String

Just starting out? Need help? Post your questions and find answers here.
User avatar
Michael Vogel
Addict
Addict
Posts: 2799
Joined: Thu Feb 09, 2006 11:27 pm
Contact:

String

Post by Michael Vogel »

Need to speed up the following procedure:

Code: Select all

Procedure.s RegularSortBrakes(s.s)

	#CharByte=1<<#PB_Compiler_Unicode

	Protected n,z
	Protected x

	x='>'
	z=Len(s)*#CharByte
	While n<z
		If PeekC(@s+n)='<'
			x!2;	x='>'+'<'-x
			PokeC(@s+n,x)
		EndIf
		n+#CharByte
	Wend

	ProcedureReturn s

EndProcedure
Tried to use pointers, that didn't give it a boost - I also failed to check the string len within the procedure:

Code: Select all

Procedure.s RegularSortBrakes2(*s.string,z)
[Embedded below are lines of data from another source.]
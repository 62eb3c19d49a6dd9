//! Fixed-size worker pool
//!
//! Runs `limit` workers against one shared, single-pass sequence.

use std::future::Future;
use std::sync::atomic::{AtomicBool, Ordering};

use futures::stream::{FuturesUnordered, StreamExt};
use tracing::{debug, warn};

use crate::sequence::{Sequence, SharedSequence};

/// Run `limit` workers concurrently and wait for all of them
///
/// Each worker is the future returned by `factory(worker_index)`. On success
/// the outputs come back in worker-index order. If any worker fails, the
/// first failure to complete is returned, but only after every other worker
/// has finished; no worker is cancelled.
pub async fn parallel<F, Fut, T, E>(limit: usize, mut factory: F) -> Result<Vec<T>, E>
where
    F: FnMut(usize) -> Fut,
    Fut: Future<Output = Result<T, E>>,
{
    let mut running: FuturesUnordered<_> = (0..limit)
        .map(|worker| {
            let task = factory(worker);
            async move { (worker, task.await) }
        })
        .collect();

    let mut outputs: Vec<Option<T>> = std::iter::repeat_with(|| None).take(limit).collect();
    let mut first_error = None;

    while let Some((worker, outcome)) = running.next().await {
        match outcome {
            Ok(output) => outputs[worker] = Some(output),
            Err(error) => {
                if first_error.is_none() {
                    warn!(worker, "Worker failed");
                    first_error = Some(error);
                } else {
                    debug!(worker, "Worker failed after an earlier failure");
                }
            }
        }
    }

    match first_error {
        Some(error) => Err(error),
        None => Ok(outputs.into_iter().flatten().collect()),
    }
}

/// Drain a sequence with up to `limit` concurrent `on_item` calls
///
/// Each worker pulls one item, awaits `on_item(item)`, then pulls again
/// until the sequence is exhausted. Every item reaches exactly one worker.
/// After the first failure no further items are handed out; items already
/// in flight still finish, then that first failure is returned.
///
/// A `limit` of zero is treated as one.
pub async fn parallel_for_each<S, F, Fut, E>(limit: usize, sequence: S, on_item: F) -> Result<(), E>
where
    S: Sequence,
    F: Fn(S::Item) -> Fut,
    Fut: Future<Output = Result<(), E>>,
{
    let limit = limit.max(1);
    let shared = SharedSequence::new(sequence);
    let halted = AtomicBool::new(false);

    let (cursor, stop, handler) = (&shared, &halted, &on_item);
    let handled = parallel(limit, move |worker| drain(worker, cursor, stop, handler)).await?;

    debug!(
        limit,
        items = handled.iter().sum::<usize>(),
        "All workers drained the sequence"
    );
    Ok(())
}

/// Sequential form of [`parallel_for_each`]
pub async fn async_for_each<S, F, Fut, E>(mut sequence: S, mut on_item: F) -> Result<(), E>
where
    S: Sequence,
    F: FnMut(S::Item) -> Fut,
    Fut: Future<Output = Result<(), E>>,
{
    while let Some(item) = sequence.pull().await {
        on_item(item).await?;
    }
    Ok(())
}

/// One worker's pull loop; returns how many items it handled
async fn drain<S, F, Fut, E>(
    worker: usize,
    cursor: &SharedSequence<S>,
    halted: &AtomicBool,
    on_item: &F,
) -> Result<usize, E>
where
    S: Sequence,
    F: Fn(S::Item) -> Fut,
    Fut: Future<Output = Result<(), E>>,
{
    let mut handled = 0;

    while let Some(item) = cursor.pull_unless(halted).await {

        if let Err(error) = on_item(item).await {
            halted.store(true, Ordering::Release);
            debug!(worker, handled, "Worker stopped after a failed item");
            return Err(error);
        }
        handled += 1;
    }

    debug!(worker, handled, "Worker finished");
    Ok(handled)
}
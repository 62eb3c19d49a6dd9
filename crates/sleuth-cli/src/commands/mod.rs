pub mod authors;
pub mod log;
pub mod scan;
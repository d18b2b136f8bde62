//! Best-breath history, most recent first.
//!
//! The list lives under a single key ([`HISTORY_KEY`]) in a
//! [`KeyValueStore`].  It is read once at startup and afterwards only grows
//! through [`HistoryStore::append`], which writes the new list to storage
//! before adopting it in memory, so the two never disagree.
//!
//! ```rust
//! use vocal_trainer::history::{HistoryStore, MemoryStore};
//!
//! let storage = MemoryStore::new();
//! let mut history = HistoryStore::load(Box::new(storage.clone()));
//! history.append(12.3).unwrap();
//!
//! let reloaded = HistoryStore::load(Box::new(storage));
//! assert_eq!(reloaded.entries(), &[12.3]);
//! ```

pub mod storage;

use serde_json::Value;

pub use storage::{JsonFileStore, KeyValueStore, MemoryStore, StorageError};

/// Storage key for the persisted list.
pub const HISTORY_KEY: &str = "VocalTrainingHistory";

pub struct HistoryStore {
    store: Box<dyn KeyValueStore>,
    entries: Vec<f64>,
}

impl HistoryStore {
    /// Read the persisted list.
    ///
    /// Never fails: a missing key, an unreadable store or a value that is
    /// not a list all load as empty history, and individual entries that are
    /// not positive finite numbers are dropped.
    pub fn load(store: Box<dyn KeyValueStore>) -> Self {
        let entries = match store.get(HISTORY_KEY) {
            Ok(Some(value)) => decode_entries(value),
            Ok(None) => Vec::new(),
            Err(e) => {
                log::warn!("history: could not read stored history ({e}); starting empty");
                Vec::new()
            }
        };
        log::debug!("history: loaded {} entries", entries.len());
        Self { store, entries }
    }

    /// Prepend `seconds` and persist the whole list.
    ///
    /// Values that are not positive and finite are ignored.  On a storage
    /// error the in-memory list is left unchanged.
    pub fn append(&mut self, seconds: f64) -> Result<(), StorageError> {
        if !seconds.is_finite() || seconds <= 0.0 {
            log::warn!("history: ignoring invalid result {seconds}");
            return Ok(());
        }

        let mut updated = Vec::with_capacity(self.entries.len() + 1);
        updated.push(seconds);
        updated.extend_from_slice(&self.entries);

        self.store.set(HISTORY_KEY, Value::from(updated.clone()))?;
        self.entries = updated;
        Ok(())
    }

    /// All results, most recent first.
    pub fn entries(&self) -> &[f64] {
        &self.entries
    }

    pub fn len(&self) -> usize {
        self.entries.len()
    }

    pub fn is_empty(&self) -> bool {
        self.entries.is_empty()
    }
}

fn decode_entries(value: Value) -> Vec<f64> {
    let Value::Array(items) = value else {
        log::warn!("history: stored value is not a list; ignoring it");
        return Vec::new();
    };

    let total = items.len();
    let entries: Vec<f64> = items
        .iter()
        .filter_map(Value::as_f64)
        .filter(|v| v.is_finite() && *v > 0.0)
        .collect();

    if entries.len() < total {
        log::warn!(
            "history: dropped {} malformed entries",
            total - entries.len()
        );
    }
    entries
}

// ---------------------------------------------------------------------------
// Tests
// ---------------------------------------------------------------------------
//! Vocal Trainer: real-time breath and pitch exercises driven by the
//! microphone.
//!
//! # Layout
//!
//! | Module | Responsibility |
//! |--------|----------------|
//! | [`analysis`] | Pure signal analysis: zero-crossing pitch, loudness band |
//! | [`audio`] | cpal capture source (metering + streaming) |
//! | [`session`] | Breath countdown state machine, pitch streaming, tickers |
//! | [`history`] | Persisted most-recent-first list of best breaths |
//! | [`engine`] | Single-writer session controller and published state |
//! | [`config`] | `settings.toml` and platform paths |
//! | [`console`] | Line-based command reader used by the binary |

pub mod analysis;
pub mod audio;
pub mod config;
pub mod console;
pub mod engine;
pub mod history;
pub mod session;
//! Application entry point for the Vocal Trainer console.
//!
//! # Startup sequence
//!
//! 1. Initialise logging.
//! 2. Load [`AppConfig`] from disk (returns default on first run).
//! 3. Load the breath history from the JSON store.
//! 4. Create [`tokio`] runtime (multi-thread, 2 workers).
//! 5. Spawn the session controller with the cpal capture source.
//! 6. Spawn the console input thread.
//! 7. Loop: forward typed commands to the engine, print published state.

use std::io::{BufReader, Write};
use std::sync::Arc;

use tokio::sync::mpsc;
use vocal_trainer::{
    audio::AudioCapture,
    config::{AppConfig, AppPaths},
    console::{render_history, render_status, CommandReader, ConsoleCommand, HELP},
    engine::{Engine, EngineHandle},
    history::{HistoryStore, JsonFileStore},
};

// ---------------------------------------------------------------------------
// Console loop
// ---------------------------------------------------------------------------

async fn run_console(engine: EngineHandle) -> anyhow::Result<()> {
    let (command_tx, mut command_rx) = mpsc::channel::<ConsoleCommand>(16);
    let _reader = CommandReader::start(BufReader::new(std::io::stdin()), command_tx)?;
    let mut updates = engine.subscribe();

    println!("{HELP}");

    loop {
        tokio::select! {
            command = command_rx.recv() => match command.unwrap_or(ConsoleCommand::Quit) {
                ConsoleCommand::StartBreath => engine.start_breath_session(),
                ConsoleCommand::StartPitch => engine.start_pitch_session(),
                ConsoleCommand::Stop => engine.stop(),
                ConsoleCommand::ShowHistory => {
                    println!("\n{}", render_history(&engine.snapshot().history));
                }
                ConsoleCommand::Help => println!("\n{HELP}"),
                ConsoleCommand::Quit => break,
            },
            changed = updates.changed() => {
                if changed.is_err() {
                    log::warn!("engine stopped unexpectedly");
                    break;
                }
                let (running, line) = {
                    let state = updates.borrow_and_update();
                    (state.session.is_running(), render_status(&state))
                };
                if running {
                    // Redraw in place while a session is live.
                    print!("\r{line:<78}");
                    let _ = std::io::stdout().flush();
                } else {
                    println!("\n{line}");
                }
            }
        }
    }

    println!();
    Ok(())
}

// ---------------------------------------------------------------------------
// main
// ---------------------------------------------------------------------------

fn main() -> anyhow::Result<()> {
    // 1. Logging
    env_logger::Builder::from_env(env_logger::Env::default().default_filter_or("info")).init();
    log::info!("Vocal Trainer starting up");

    // 2. Configuration
    let config = AppConfig::load().unwrap_or_else(|e| {
        log::warn!("Failed to load config ({e}); using defaults");
        AppConfig::default()
    });

    // 3. History
    let history_file = config.history.resolve_file(&AppPaths::new());
    let history = HistoryStore::load(Box::new(JsonFileStore::new(&history_file)));
    log::info!(
        "Loaded {} breath results from {}",
        history.len(),
        history_file.display()
    );

    // 4. Tokio runtime (2 worker threads: controller and tickers)
    let rt = tokio::runtime::Builder::new_multi_thread()
        .worker_threads(2)
        .enable_all()
        .build()?;

    rt.block_on(async move {
        // 5. Session controller.  The microphone is opened per session, so
        //    a missing device only surfaces as a warning on start.
        let capture = Arc::new(AudioCapture::new(config.audio.input_device.clone()));
        let (engine, task) = Engine::spawn(capture, history, &config);

        // 6 + 7. Console
        let result = run_console(engine.clone()).await;

        engine.shutdown();
        if let Err(e) = task.await {
            log::warn!("controller task ended abnormally: {e}");
        }
        result
    })
}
	#CharByte=1<<#PB_Compiler_Unicode

	Protected n;,z
	Protected x

	x='>'
	;z=Len(*s\s)
	While n<z
		If PeekC(*s)='<'
			x!2;	x='>'+'<'-x
			PokeC(*s,x)
		EndIf
		n+1
		*s+#CharByte
	Wend

	;ProcedureReturn s

EndProcedure
srod
PureBasic Expert
PureBasic Expert
Posts: 10589
Joined: Wed Oct 29, 2003 4:35 pm
Location: Beyond the pale...

Re: String

Post by srod »

For the life of me I don't know what that routine is supposed to do, but :

Code: Select all

Procedure.s RegularSortBrakes2(*ptrChar.CHARACTER)
  Protected x = '>'
  While *ptrChar\c
    If *ptrChar\c = '<'
      x!2;   x='>'+'<'-x
      *ptrChar\c = x
    EndIf
    *ptrChar + SizeOf(CHARACTER)
  Wend
EndProcedure

a$ = "test<<A>B"
RegularSortBrakes2(@a$)
Debug a$
I guess ASM would be your next port of call.
I may look like a mule, but I'm not a complete ass.
User avatar
Michael Vogel
Addict
Addict
Posts: 2799
Joined: Thu Feb 09, 2006 11:27 pm
Contact:

Re: String

Post by Michael Vogel »

Thanks for your help, seems to be around 10% faster now :)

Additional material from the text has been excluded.